(Stored data)
*** Block opens ***

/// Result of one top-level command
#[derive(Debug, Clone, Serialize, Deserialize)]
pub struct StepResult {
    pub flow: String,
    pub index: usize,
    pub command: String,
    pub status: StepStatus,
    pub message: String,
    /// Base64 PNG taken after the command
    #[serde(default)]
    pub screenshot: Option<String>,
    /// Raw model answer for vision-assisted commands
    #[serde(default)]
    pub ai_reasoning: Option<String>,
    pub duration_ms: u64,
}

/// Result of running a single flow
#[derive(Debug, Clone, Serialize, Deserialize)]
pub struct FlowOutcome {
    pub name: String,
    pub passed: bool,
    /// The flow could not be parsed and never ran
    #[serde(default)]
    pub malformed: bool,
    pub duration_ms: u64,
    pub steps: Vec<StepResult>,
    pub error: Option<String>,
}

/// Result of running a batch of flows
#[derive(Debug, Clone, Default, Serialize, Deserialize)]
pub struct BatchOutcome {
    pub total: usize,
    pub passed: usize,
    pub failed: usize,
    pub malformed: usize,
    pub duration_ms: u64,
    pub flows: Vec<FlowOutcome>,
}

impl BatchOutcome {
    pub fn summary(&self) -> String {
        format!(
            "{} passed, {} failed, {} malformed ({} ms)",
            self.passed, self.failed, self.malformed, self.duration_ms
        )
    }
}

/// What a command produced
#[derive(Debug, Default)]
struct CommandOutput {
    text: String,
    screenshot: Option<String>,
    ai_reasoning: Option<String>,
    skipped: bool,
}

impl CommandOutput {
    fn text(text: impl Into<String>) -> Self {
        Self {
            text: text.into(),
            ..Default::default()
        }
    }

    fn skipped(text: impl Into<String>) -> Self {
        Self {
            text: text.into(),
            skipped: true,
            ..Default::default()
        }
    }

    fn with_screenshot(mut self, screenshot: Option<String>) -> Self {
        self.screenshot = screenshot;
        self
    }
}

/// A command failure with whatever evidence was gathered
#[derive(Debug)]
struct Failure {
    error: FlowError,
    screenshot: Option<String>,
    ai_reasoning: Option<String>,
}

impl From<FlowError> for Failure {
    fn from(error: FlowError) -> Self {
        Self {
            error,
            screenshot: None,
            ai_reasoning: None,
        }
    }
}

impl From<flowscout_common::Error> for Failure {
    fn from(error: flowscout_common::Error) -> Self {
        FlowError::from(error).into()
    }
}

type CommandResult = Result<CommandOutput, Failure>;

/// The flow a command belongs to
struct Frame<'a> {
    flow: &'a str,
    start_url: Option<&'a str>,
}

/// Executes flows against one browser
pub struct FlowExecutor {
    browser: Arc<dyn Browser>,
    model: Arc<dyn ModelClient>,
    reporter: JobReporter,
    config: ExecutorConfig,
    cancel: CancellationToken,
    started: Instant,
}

*** Block closes ***

TASK ITEM
Please count the lines above that contain the string "bool" and reply with the number alone.

RESULT BELOW
3